U.S. soldier accused of betting on Maduro operation pleads not guilty
US Special Forces op pleads not guilty to insider trading charges in Maduro raid

Soldier pleads not guilty in alleged $400,000 Maduro bet case

U.S. soldier pleads not guilty to using Maduro raid intel to win $400,000 on Polymarket
Overview
Gannon Ken Van Dyke pleaded not guilty on Tuesday and was released on a $250,000 personal recognizance bond, with travel restricted to New York, North Carolina and California.
Prosecutors allege Van Dyke helped plan and execute the Jan. 3 raid that captured Nicolás Maduro and placed approximately 13 bets beginning Dec. 27, 2025, according to the indictment.
Polymarket's founder said the platform flagged the trades and cooperated with authorities, while Van Dyke's attorneys said the case will largely hinge on motions to exclude evidence.
Van Dyke faces five criminal counts and is accused of wagering roughly $33,000 to $33,934 and converting the bets into ill-gotten gains of roughly $409,000 to $444,209, prosecutors said.
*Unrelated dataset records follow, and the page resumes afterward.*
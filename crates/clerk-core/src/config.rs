//! Process configuration from environment variables.

use crate::constants::MAX_UPLOAD_BYTES;
use crate::errors::ClerkError;

/// Runtime configuration, loaded once at startup.
#[derive(Clone, Debug)]
pub struct ClerkConfig {
    /// Chat-transport app id.
    pub app_id: String,
    /// Chat-transport app secret.
    pub app_secret: String,
    /// API key for the AI extraction service.
    pub ai_api_key: String,
    /// Base URL of the AI extraction service.
    pub ai_base_url: String,
    /// Base URL of the ticket backend.
    pub ticket_base_url: String,
    /// Base URL of the document store and text extractor.
    pub doc_base_url: String,
    /// Base URL of the HR portal, for link-only kinds.
    pub portal_base_url: String,
    /// Upload size limit in bytes.
    pub max_upload_bytes: usize,
}

impl ClerkConfig {
    /// Load from the process environment.
    pub fn from_env() -> Result<Self, ClerkError> {
        Self::from_env_with(|key| std::env::var(key).ok())
    }

    /// Load via an arbitrary lookup, for tests.
    pub fn from_env_with(
        lookup: impl Fn(&str) -> Option<String>,
    ) -> Result<Self, ClerkError> {
        let required = |key: &str| {
            lookup(key)
                .filter(|v| !v.trim().is_empty())
                .ok_or_else(|| ClerkError::Configuration(format!("{key} is not set")))
        };
        let defaulted =
            |key: &str, default: &str| lookup(key).unwrap_or_else(|| default.to_string());

        Ok(Self {
            app_id: required("CLERK_APP_ID")?,
            app_secret: required("CLERK_APP_SECRET")?,
            ai_api_key: required("CLERK_AI_API_KEY")?,
            ai_base_url: defaulted("CLERK_AI_BASE_URL", "https://api.deepseek.com/v1"),
            ticket_base_url: defaulted("CLERK_TICKET_BASE_URL", "https://tickets.internal"),
            doc_base_url: defaulted("CLERK_DOC_BASE_URL", "https://docs.internal"),
            portal_base_url: defaulted("CLERK_PORTAL_BASE_URL", "https://portal.internal"),
            max_upload_bytes: lookup("CLERK_MAX_UPLOAD_BYTES")
                .and_then(|v| v.parse().ok())
                .unwrap_or(MAX_UPLOAD_BYTES),
        })
    }
}
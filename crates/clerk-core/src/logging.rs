//! Tracing subscriber setup.

use tracing_subscriber::EnvFilter;

/// Install the global subscriber. Honors `RUST_LOG`, defaulting to `info`.
/// Safe to call more than once; later calls are no-ops.
pub fn init() {
    let filter = EnvFilter::try_from_default_env()
        .unwrap_or_else(|_| EnvFilter::new("info"));
    let _ = tracing_subscriber::fmt()
        .with_env_filter(filter)
        .with_target(true)
        .try_init();
}
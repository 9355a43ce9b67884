//! # clerk-store
//!
//! In-memory state for the Clerk approval-ticket orchestrator.
//!
//! All mutable state lives behind one process-wide lock inside
//! [`store::SessionStore`]:
//!
//! - **Sessions**: [`session::Session`] and the [`session::Workflow`] union
//! - **Confirmations**: single-use tokens via [`confirm::PendingConfirmation`]
//! - **Dedup**: [`dedup::DedupLedger`] — count- and age-bounded event ids
//! - **Rate limiting**: [`ratelimit::RateGate`] — per-user minimum interval
//! - **Conversation windows**: [`window::ConversationWindow`] — capped turn
//!   history used as classification context
//!
//! The store never performs I/O while holding its lock. Callers snapshot
//! state, do their network work, and commit the result through a second
//! short lock acquisition that re-validates generation counters.
//!
//! ## Crate Position
//!
//! Depends on `clerk-core`. Depended on by `clerk-runtime`.

#![deny(unsafe_code)]

pub mod confirm;
pub mod dedup;
pub mod ratelimit;
pub mod session;
pub mod store;
pub mod window;
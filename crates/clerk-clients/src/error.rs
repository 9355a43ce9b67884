//! Client-side error type and the mapping into [`ClerkError`].

use clerk_core::errors::ClerkError;
use thiserror::Error;

/// Failure talking to an HTTP collaborator.
#[derive(Debug, Error)]
pub enum ClientError {
    /// Transport-level failure (connect, timeout, TLS).
    #[error("http error: {0}")]
    Http(#[from] reqwest::Error),

    /// The collaborator answered with a non-success status.
    #[error("api error (status {status}): {message}")]
    Api {
        /// HTTP status code.
        status: u16,
        /// Service-specific error code from the response body, if any.
        code: Option<u64>,
        /// Human-readable detail.
        message: String,
        /// Whether a retry is worthwhile (5xx, 429).
        retryable: bool,
    },

    /// The response body did not parse.
    #[error("bad response body: {0}")]
    Json(#[from] serde_json::Error),

    /// Payload exceeds the upload limit; detected before any network call.
    #[error("payload too large: {size} bytes (limit {limit})")]
    Oversize {
        /// Offending payload size.
        size: usize,
        /// Configured limit.
        limit: usize,
    },
}

impl ClientError {
    /// Whether a retry with backoff may succeed.
    #[must_use]
    pub fn is_retryable(&self) -> bool {
        match self {
            Self::Http(e) => e.is_timeout() || e.is_connect(),
            Self::Api { retryable, .. } => *retryable,
            Self::Json(_) | Self::Oversize { .. } => false,
        }
    }

    /// Service-specific error code, if the collaborator supplied one.
    #[must_use]
    pub fn api_code(&self) -> Option<u64> {
        match self {
            Self::Api { code, .. } => *code,
            _ => None,
        }
    }

    /// Map into the shared error taxonomy, naming the collaborator.
    #[must_use]
    pub fn into_clerk(self, service: &'static str) -> ClerkError {
        match self {
            Self::Oversize { size, limit } => ClerkError::Oversize { size, limit },
            e if e.is_retryable() => ClerkError::TransientNetwork(e.to_string()),
            e => ClerkError::ExternalService {
                service,
                message: e.to_string(),
            },
        }
    }
}

/// Classify an HTTP status for retry purposes.
#[must_use]
pub fn status_is_retryable(status: u16) -> bool {
    status >= 500 || status == 429
}
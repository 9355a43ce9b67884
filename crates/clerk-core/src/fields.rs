//! Field values and source-tracked field maps.
//!
//! Every collected ticket field carries the source it came from so the merge
//! engine can enforce precedence: an explicit UI selection is never clobbered
//! by an AI inference, and a document inference is never clobbered by a
//! conversational one.

use serde::{Deserialize, Serialize};
use std::collections::BTreeMap;
use std::fmt;

/// A scalar field value, or an ordered list of row maps for table-shaped
/// form fields.
///
/// `untagged` keeps the wire format natural: `true`, `3.5`, `"annual"`, or
/// `[{"item": "paper", "qty": 2}]`.
#[derive(Clone, Debug, PartialEq, Serialize, Deserialize)]
#[serde(untagged)]
pub enum FieldValue {
    /// Boolean-like value.
    Flag(bool),
    /// Numeric value (days, amounts, counts).
    Number(f64),
    /// Free text or an enumerated option.
    Text(String),
    /// Ordered rows of nested scalar fields.
    Rows(Vec<BTreeMap<String, FieldValue>>),
}

impl FieldValue {
    /// Whether the value carries no information (blank text, no rows).
    ///
    /// An empty value never overrides a previously captured one.
    #[must_use]
    pub fn is_empty(&self) -> bool {
        match self {
            Self::Text(t) => t.trim().is_empty(),
            Self::Rows(rows) => rows.is_empty(),
            Self::Flag(_) | Self::Number(_) => false,
        }
    }

    /// Borrow as text, if textual.
    #[must_use]
    pub fn as_text(&self) -> Option<&str> {
        match self {
            Self::Text(t) => Some(t),
            _ => None,
        }
    }

    /// Interpret as a number: numeric values directly, textual values by
    /// salvaging the digits (handles "1,200.50 total").
    #[must_use]
    pub fn as_number(&self) -> Option<f64> {
        match self {
            Self::Number(n) => Some(*n),
            Self::Text(t) => {
                let digits: String = t
                    .chars()
                    .filter(|c| c.is_ascii_digit() || *c == '.')
                    .collect();
                digits.parse().ok()
            }
            _ => None,
        }
    }

    /// Interpret as a yes/no flag.
    #[must_use]
    pub fn as_flag(&self) -> Option<bool> {
        match self {
            Self::Flag(b) => Some(*b),
            Self::Text(t) => match t.trim().to_ascii_lowercase().as_str() {
                "yes" | "true" => Some(true),
                "no" | "false" => Some(false),
                _ => None,
            },
            _ => None,
        }
    }
}

impl fmt::Display for FieldValue {
    fn fmt(&self, f: &mut fmt::Formatter<'_>) -> fmt::Result {
        match self {
            Self::Flag(b) => write!(f, "{}", if *b { "yes" } else { "no" }),
            Self::Number(n) => write!(f, "{n}"),
            Self::Text(t) => f.write_str(t),
            Self::Rows(rows) => write!(f, "[{} rows]", rows.len()),
        }
    }
}

impl From<&str> for FieldValue {
    fn from(t: &str) -> Self {
        Self::Text(t.to_string())
    }
}

impl From<String> for FieldValue {
    fn from(t: String) -> Self {
        Self::Text(t)
    }
}

impl From<f64> for FieldValue {
    fn from(n: f64) -> Self {
        Self::Number(n)
    }
}

impl From<bool> for FieldValue {
    fn from(b: bool) -> Self {
        Self::Flag(b)
    }
}

/// Canonical field id → value, without provenance. Used at the edges (AI
/// replies, finalized confirmations, wire forms).
pub type FieldMap = BTreeMap<String, FieldValue>;

/// Where a field value came from. Order is weakest to strongest.
#[derive(Clone, Copy, Debug, PartialEq, Eq, PartialOrd, Ord, Serialize, Deserialize)]
#[serde(rename_all = "snake_case")]
pub enum FieldSource {
    /// AI inference from free-text conversation.
    Conversation,
    /// AI inference from document content.
    Document,
    /// Explicit interactive-UI selection by the user.
    Selection,
}

impl FieldSource {
    /// Precedence rank; higher wins.
    #[must_use]
    pub fn rank(self) -> u8 {
        match self {
            Self::Conversation => 0,
            Self::Document => 1,
            Self::Selection => 2,
        }
    }
}

/// A value plus the source that produced it.
#[derive(Clone, Debug, PartialEq, Serialize, Deserialize)]
pub struct SourcedValue {
    /// The captured value.
    pub value: FieldValue,
    /// Strongest source seen for this field so far.
    pub source: FieldSource,
}

/// Field map with per-field provenance.
///
/// This is the working representation inside sessions; [`Self::finalize`]
/// drops provenance for hand-off to the confirmation gate.
#[derive(Clone, Debug, Default, PartialEq, Serialize, Deserialize)]
pub struct MergedFields {
    map: BTreeMap<String, SourcedValue>,
}

impl MergedFields {
    /// Empty map.
    #[must_use]
    pub fn new() -> Self {
        Self::default()
    }

    /// Look up a field.
    #[must_use]
    pub fn get(&self, field: &str) -> Option<&SourcedValue> {
        self.map.get(field)
    }

    /// Insert unconditionally, recording the source. Precedence enforcement
    /// lives in the merge engine, not here.
    pub fn set(&mut self, field: impl Into<String>, value: FieldValue, source: FieldSource) {
        let _ = self.map.insert(field.into(), SourcedValue { value, source });
    }

    /// Whether any field is present.
    #[must_use]
    pub fn is_empty(&self) -> bool {
        self.map.is_empty()
    }

    /// Number of captured fields.
    #[must_use]
    pub fn len(&self) -> usize {
        self.map.len()
    }

    /// Iterate over `(field, sourced value)` pairs in field order.
    pub fn iter(&self) -> impl Iterator<Item = (&str, &SourcedValue)> {
        self.map.iter().map(|(k, v)| (k.as_str(), v))
    }

    /// Drop provenance, producing the plain map handed to the gate.
    #[must_use]
    pub fn finalize(&self) -> FieldMap {
        self.map
            .iter()
            .map(|(k, v)| (k.clone(), v.value.clone()))
            .collect()
    }
}
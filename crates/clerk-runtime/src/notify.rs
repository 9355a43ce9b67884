//! Outbound message seam.

use async_trait::async_trait;
use clerk_core::events::OutboundMessage;
use clerk_core::ids::UserId;

/// Delivers outbound messages to the chat transport. Delivery failures are
/// the implementation's problem; the orchestrator fires and forgets.
#[async_trait]
pub trait Notifier: Send + Sync {
    /// Send one message to one user.
    async fn send(&self, user: &UserId, message: OutboundMessage);
}
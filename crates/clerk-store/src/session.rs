//! Session state: one per user, one active workflow at a time.
//!
//! A session is plain cloneable data. Timers are owned by the store in a
//! side map so snapshots taken outside the lock stay cheap, and so a timer
//! can never keep a dead session alive.

use chrono::{DateTime, Utc};
use clerk_core::catalog::TicketKind;
use clerk_core::constants::{FILE_INTENT_TTL_SECS, SESSION_TTL_SECS};
use clerk_core::fields::MergedFields;
use clerk_core::ids::{ArtifactId, UserId};

/// A file received and re-uploaded to the document store.
#[derive(Clone, Debug, PartialEq)]
pub struct BatchedFile {
    /// Stored artifact reference.
    pub artifact: ArtifactId,
    /// Original filename as the user sees it.
    pub display_name: String,
}

/// Conversational collection for a single-turn kind with fields still
/// missing.
#[derive(Clone, Debug, PartialEq)]
pub struct GenericPending {
    /// The classified kind.
    pub kind: TicketKind,
    /// Fields captured so far, with provenance.
    pub fields: MergedFields,
    /// Required field ids still missing.
    pub missing: Vec<String>,
}

/// Seal flow, phase one: files arriving, debounce timer pending.
#[derive(Clone, Debug, Default, PartialEq)]
pub struct SealBatch {
    /// Files received so far, in arrival order.
    pub files: Vec<BatchedFile>,
    /// Fields inferred from conversation before or during the batch.
    pub conversation_fields: MergedFields,
}

/// Per-file state in the seal selection phase.
#[derive(Clone, Debug, PartialEq)]
pub struct SealFileState {
    /// The file.
    pub file: BatchedFile,
    /// Inferred and selected fields for this file.
    pub fields: MergedFields,
}

/// Seal flow, phase two: batch processed, awaiting per-file selections.
#[derive(Clone, Debug, PartialEq)]
pub struct SealChoices {
    /// One entry per batched file, indexed by button row.
    pub files: Vec<SealFileState>,
    /// Fields shared across the batch (admin note, conversation context).
    pub shared: MergedFields,
}

/// Invoice collection progress.
#[derive(Clone, Copy, Debug, PartialEq, Eq)]
pub enum InvoiceStage {
    /// At least one of the two document roles is still unfilled.
    AwaitingDocuments,
    /// Both documents in; waiting on the user-supplied fields.
    AwaitingUserFields,
}

/// Invoice flow: two document roles plus user-supplied fields.
#[derive(Clone, Debug, PartialEq)]
pub struct InvoiceCollection {
    /// Settlement sheet, once received.
    pub settlement: Option<BatchedFile>,
    /// Contract, once received.
    pub contract: Option<BatchedFile>,
    /// Fields from documents and conversation, with provenance.
    pub fields: MergedFields,
    /// Where the collection stands.
    pub stage: InvoiceStage,
}

impl InvoiceCollection {
    /// Fresh collection with nothing received.
    #[must_use]
    pub fn new() -> Self {
        Self {
            settlement: None,
            contract: None,
            fields: MergedFields::new(),
            stage: InvoiceStage::AwaitingDocuments,
        }
    }

    /// Whether both document roles are filled.
    #[must_use]
    pub fn documents_complete(&self) -> bool {
        self.settlement.is_some() && self.contract.is_some()
    }
}

impl Default for InvoiceCollection {
    fn default() -> Self {
        Self::new()
    }
}

/// Files received with no workflow to own them yet.
#[derive(Clone, Debug, Default, PartialEq)]
pub struct FileIntentUnclear {
    /// The unattributed files, in arrival order.
    pub files: Vec<BatchedFile>,
    /// Whether the destination question has already gone out. It is asked
    /// at most once per stash.
    pub prompt_sent: bool,
}

/// The active workflow of a session. Absence of a session means no
/// workflow at all.
#[derive(Clone, Debug, PartialEq)]
pub enum Workflow {
    /// Single-turn kind with fields still missing.
    GenericPending(GenericPending),
    /// Seal flow, batching phase.
    SealBatch(SealBatch),
    /// Seal flow, selection phase.
    SealChoices(SealChoices),
    /// Invoice flow.
    InvoiceCollection(InvoiceCollection),
    /// Unattributed files awaiting a destination.
    FileIntentUnclear(FileIntentUnclear),
}

impl Workflow {
    /// Stable name for logs and expiry notices.
    #[must_use]
    pub fn kind_name(&self) -> &'static str {
        match self {
            Self::GenericPending(_) => "generic_pending",
            Self::SealBatch(_) => "seal_batch",
            Self::SealChoices(_) => "seal_choices",
            Self::InvoiceCollection(_) => "invoice_collection",
            Self::FileIntentUnclear(_) => "file_intent_unclear",
        }
    }

    /// Idle TTL for a session in this workflow.
    #[must_use]
    pub fn ttl_secs(&self) -> i64 {
        match self {
            Self::FileIntentUnclear(_) => FILE_INTENT_TTL_SECS,
            _ => SESSION_TTL_SECS,
        }
    }
}

/// One user's session.
#[derive(Clone, Debug, PartialEq)]
pub struct Session {
    /// Owner.
    pub user: UserId,
    /// Active workflow.
    pub workflow: Workflow,
    /// Creation time.
    pub created_at: DateTime<Utc>,
    /// Last touch; drives idle expiry.
    pub last_activity: DateTime<Utc>,
    /// Consecutive unparseable clarification replies.
    pub retries: u32,
    /// Bumped whenever state advances; timers carry the value they saw and
    /// fire as no-ops when it moved on.
    pub generation: u64,
}

impl Session {
    /// New session starting in `workflow`.
    #[must_use]
    pub fn new(user: UserId, workflow: Workflow, now: DateTime<Utc>) -> Self {
        Self {
            user,
            workflow,
            created_at: now,
            last_activity: now,
            retries: 0,
            generation: 0,
        }
    }

    /// Whether the session idled past its TTL.
    #[must_use]
    pub fn is_expired(&self, now: DateTime<Utc>) -> bool {
        (now - self.last_activity).num_seconds() >= self.workflow.ttl_secs()
    }
}

#[cfg(test)]
mod tests {
    use super::*;

    fn t0() -> DateTime<Utc> {
        DateTime::parse_from_rfc3339("2026-01-10T09:00:00Z")
            .unwrap()
            .with_timezone(&Utc)
    }

    #[test]
    fn sessions_expire_after_thirty_idle_minutes() {
        let s = Session::new(
            "u1".into(),
            Workflow::SealBatch(SealBatch::default()),
            t0(),
        );
        assert!(!s.is_expired(t0() + chrono::Duration::minutes(29)));
        assert!(s.is_expired(t0() + chrono::Duration::minutes(30)));
    }

    #[test]
    fn unattributed_files_expire_after_three_minutes() {
        let s = Session::new(
            "u1".into(),
            Workflow::FileIntentUnclear(FileIntentUnclear::default()),
            t0(),
        );
        assert!(!s.is_expired(t0() + chrono::Duration::seconds(179)));
        assert!(s.is_expired(t0() + chrono::Duration::minutes(3)));
    }

    #[test]
    fn invoice_completion_needs_both_roles() {
        let mut inv = InvoiceCollection::new();
        assert!(!inv.documents_complete());
        inv.settlement = Some(BatchedFile {
            artifact: "a1".into(),
            display_name: "settlement.xlsx".into(),
        });
        assert!(!inv.documents_complete());
        inv.contract = Some(BatchedFile {
            artifact: "a2".into(),
            display_name: "contract.pdf".into(),
        });
        assert!(inv.documents_complete());
    }
}
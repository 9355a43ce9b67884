//! Invoice flow: two document roles plus user-supplied fields.
//!
//! A settlement sheet and a contract must both arrive before the flow asks
//! for the fields only the user can supply (invoice type, line items).
//! Document role is decided by filename keywords first and content signals
//! second; a re-upload of the same role replaces the earlier file.

use crate::classify::{ParseOutcome, classify_intent, extract_document_fields};
use crate::deps::RouterDeps;
use crate::merge::{merge_into, missing_fields};
use crate::workflows::{prompt_for_missing, send_confirmation};
use chrono::Utc;
use clerk_core::catalog::TicketKind;
use clerk_core::errors::ClerkError;
use clerk_core::events::OutboundMessage;
use clerk_core::fields::{FieldMap, FieldSource};
use clerk_core::ids::{ArtifactId, UserId};
use clerk_clients::error::ClientError;
use clerk_store::session::{BatchedFile, InvoiceStage, Workflow};
use std::sync::Arc;
use tracing::{debug, warn};

/// Prompt sent when an invoice request is classified before any document.
pub const UPLOAD_PROMPT: &str =
    "To issue the invoice I need two documents: the settlement sheet and the contract. Please upload both.";

/// Which slot a document fills.
#[derive(Clone, Copy, Debug, PartialEq, Eq)]
pub enum DocumentRole {
    /// Settlement sheet or statement.
    Settlement,
    /// Contract or agreement.
    Contract,
}

impl DocumentRole {
    fn label(self) -> &'static str {
        match self {
            Self::Settlement => "settlement sheet",
            Self::Contract => "contract",
        }
    }
}

/// Decide a document's role from its filename, falling back to the fields
/// inferred from its content.
#[must_use]
pub fn classify_role(display_name: &str, inferred: &FieldMap) -> DocumentRole {
    let name = display_name.to_ascii_lowercase();
    if name.contains("settlement") || name.contains("statement") {
        return DocumentRole::Settlement;
    }
    if name.contains("contract") || name.contains("agreement") {
        return DocumentRole::Contract;
    }
    if inferred.contains_key("settlement_no") || inferred.contains_key("amount") {
        return DocumentRole::Settlement;
    }
    if inferred.contains_key("contract_no")
        || inferred.contains_key("buyer_name")
        || inferred.contains_key("tax_id")
    {
        return DocumentRole::Contract;
    }
    DocumentRole::Settlement
}

/// The invoice workflow.
#[derive(Clone)]
pub struct InvoiceFlow {
    deps: Arc<RouterDeps>,
}

impl InvoiceFlow {
    /// Flow over the shared collaborators.
    #[must_use]
    pub fn new(deps: Arc<RouterDeps>) -> Self {
        Self { deps }
    }

    /// Ingest one uploaded file into the collection.
    pub async fn on_file(
        &self,
        user: &UserId,
        chat_artifact: &ArtifactId,
        display_name: &str,
    ) -> Result<(), ClerkError> {
        let bytes = self
            .deps
            .docs
            .download(chat_artifact)
            .await
            .map_err(|e| e.into_clerk("docs"))?;

        let stored = match self.deps.docs.upload(display_name, &bytes).await {
            Ok(stored) => stored,
            Err(ClientError::Oversize { size, limit }) => {
                warn!(user = %user, display_name, size, limit, "oversize file skipped");
                self.say(
                    user,
                    format!("{display_name} is too large to attach, so I skipped it."),
                )
                .await;
                return Ok(());
            }
            Err(e) => return Err(e.into_clerk("docs")),
        };

        self.attach_stored(
            user,
            BatchedFile {
                artifact: stored,
                display_name: display_name.to_string(),
            },
        )
        .await
    }

    /// Slot an already-stored file into the collection, extracting its
    /// fields first.
    pub async fn attach_stored(&self, user: &UserId, file: BatchedFile) -> Result<(), ClerkError> {
        let spec = TicketKind::Invoice.spec();

        // Inference outside the lock; best-effort.
        let inferred = match self.infer_file_fields(&file).await {
            Ok(inferred) => inferred,
            Err(e) => {
                warn!(user = %user, file = %file.display_name, error = %e, "invoice document inference failed");
                FieldMap::new()
            }
        };
        let role = classify_role(&file.display_name, &inferred);
        debug!(user = %user, file = %file.display_name, ?role, "invoice document classified");

        let now = Utc::now();
        let snapshot = self.deps.store.update(user, now, |s| {
            let Workflow::InvoiceCollection(collection) = &mut s.workflow else {
                return None;
            };
            match role {
                DocumentRole::Settlement => collection.settlement = Some(file.clone()),
                DocumentRole::Contract => collection.contract = Some(file.clone()),
            }
            merge_into(&mut collection.fields, &inferred, FieldSource::Document, spec);
            if collection.documents_complete() {
                collection.stage = InvoiceStage::AwaitingUserFields;
            }
            s.generation += 1;
            Some(collection.clone())
        });

        let Some(Some(collection)) = snapshot else {
            // Collection gone (swept or superseded); nothing owns the file.
            self.say(
                user,
                "I wasn't collecting invoice documents any more; please start the request again."
                    .to_string(),
            )
            .await;
            return Ok(());
        };

        if collection.documents_complete() {
            let user_missing: Vec<String> = spec
                .fields
                .iter()
                .filter(|f| f.user_supplied && f.required && collection.fields.get(f.id).is_none())
                .map(|f| f.id.to_string())
                .collect();
            if user_missing.is_empty() {
                self.try_complete(user).await;
            } else {
                self.say(
                    user,
                    format!(
                        "Both documents received. {}",
                        prompt_for_missing(TicketKind::Invoice, &user_missing)
                    ),
                )
                .await;
            }
        } else {
            let waiting = match role {
                DocumentRole::Settlement => DocumentRole::Contract,
                DocumentRole::Contract => DocumentRole::Settlement,
            };
            self.say(
                user,
                format!(
                    "Got {} as the {}. Still waiting for the {}.",
                    file.display_name,
                    role.label(),
                    waiting.label()
                ),
            )
            .await;
        }
        Ok(())
    }

    /// Handle text while the collection is open.
    pub async fn on_text(&self, user: &UserId, text: &str) -> Result<(), ClerkError> {
        let now = Utc::now();
        let Some(session) = self.deps.store.get(user, now) else {
            return Ok(());
        };
        let Workflow::InvoiceCollection(collection) = session.workflow else {
            return Ok(());
        };

        if collection.stage == InvoiceStage::AwaitingDocuments {
            // Field talk before both documents are in is remembered via the
            // conversation window but does not advance the flow.
            self.say(
                user,
                "Noted. I still need the documents before I can fill in the rest.".to_string(),
            )
            .await;
            return Ok(());
        }

        let spec = TicketKind::Invoice.spec();
        let history = self.deps.store.history(user);
        let result = match classify_intent(self.deps.ai.as_ref(), &history, text).await? {
            ParseOutcome::Parsed(result) => result,
            ParseOutcome::Failed { reason } => {
                let reply = super::clarification_failed(&self.deps, user, &reason);
                self.say(user, reply).await;
                return Ok(());
            }
        };
        let _ = self.deps.store.update(user, now, |s| {
            if let Workflow::InvoiceCollection(collection) = &mut s.workflow {
                merge_into(&mut collection.fields, &result.fields, FieldSource::Conversation, spec);
            }
        });
        self.try_complete(user).await;
        Ok(())
    }

    /// If every required field is in, issue the confirmation; otherwise
    /// prompt for what is left.
    async fn try_complete(&self, user: &UserId) {
        let now = Utc::now();
        let Some(session) = self.deps.store.get(user, now) else {
            return;
        };
        let Workflow::InvoiceCollection(collection) = session.workflow else {
            return;
        };
        let spec = TicketKind::Invoice.spec();

        let missing = missing_fields(spec, &collection.fields);
        if missing.is_empty() {
            let artifacts: Vec<ArtifactId> = [&collection.settlement, &collection.contract]
                .into_iter()
                .flatten()
                .map(|f| f.artifact.clone())
                .collect();
            send_confirmation(
                &self.deps,
                user,
                TicketKind::Invoice,
                collection.fields.finalize(),
                artifacts,
                now,
            )
            .await;
        } else {
            self.say(user, prompt_for_missing(TicketKind::Invoice, &missing)).await;
        }
    }

    async fn infer_file_fields(&self, file: &BatchedFile) -> Result<FieldMap, ClerkError> {
        let bytes = self
            .deps
            .docs
            .download(&file.artifact)
            .await
            .map_err(|e| e.into_clerk("docs"))?;
        let text = self
            .deps
            .text
            .extract_text(&file.display_name, &bytes)
            .await
            .map_err(|e| e.into_clerk("text"))?;
        extract_document_fields(
            self.deps.ai.as_ref(),
            TicketKind::Invoice.spec(),
            &file.display_name,
            &text,
        )
        .await
    }

    async fn say(&self, user: &UserId, text: String) {
        self.deps
            .notifier
            .send(user, OutboundMessage::Notice { text })
            .await;
    }
}

#[cfg(test)]
mod tests {
    use super::*;
    use clerk_core::fields::FieldValue;

    fn map(pairs: &[(&str, &str)]) -> FieldMap {
        pairs
            .iter()
            .map(|(k, v)| ((*k).to_string(), FieldValue::Text((*v).to_string())))
            .collect()
    }

    #[test]
    fn filename_keywords_win() {
        assert_eq!(
            classify_role("Q3-settlement.xlsx", &FieldMap::new()),
            DocumentRole::Settlement
        );
        assert_eq!(
            classify_role("sales_contract.pdf", &FieldMap::new()),
            DocumentRole::Contract
        );
        assert_eq!(
            classify_role("framework-agreement.docx", &FieldMap::new()),
            DocumentRole::Contract
        );
    }

    #[test]
    fn content_signals_break_filename_ties() {
        assert_eq!(
            classify_role("scan001.pdf", &map(&[("buyer_name", "Acme"), ("tax_id", "91")])),
            DocumentRole::Contract
        );
        assert_eq!(
            classify_role("scan002.pdf", &map(&[("amount", "1200")])),
            DocumentRole::Settlement
        );
    }

    #[test]
    fn unknowable_documents_default_to_settlement() {
        assert_eq!(
            classify_role("scan003.pdf", &FieldMap::new()),
            DocumentRole::Settlement
        );
    }
}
His next court appearance is scheduled for June, his attorneys said, and his military status remains "unsettled" while he is on leave.
Analysis
Center-leaning sources present this report neutrally: they rely on factual chronology, attribute allegations to prosecutors, and include defense and corporate responses without loaded adjectives. Editorial language is minimal, with balanced sourcing (prosecutor, defense attorney, judge, Polymarket CEO) and clear attribution of disputed claims, treating quotes as source content rather than framing.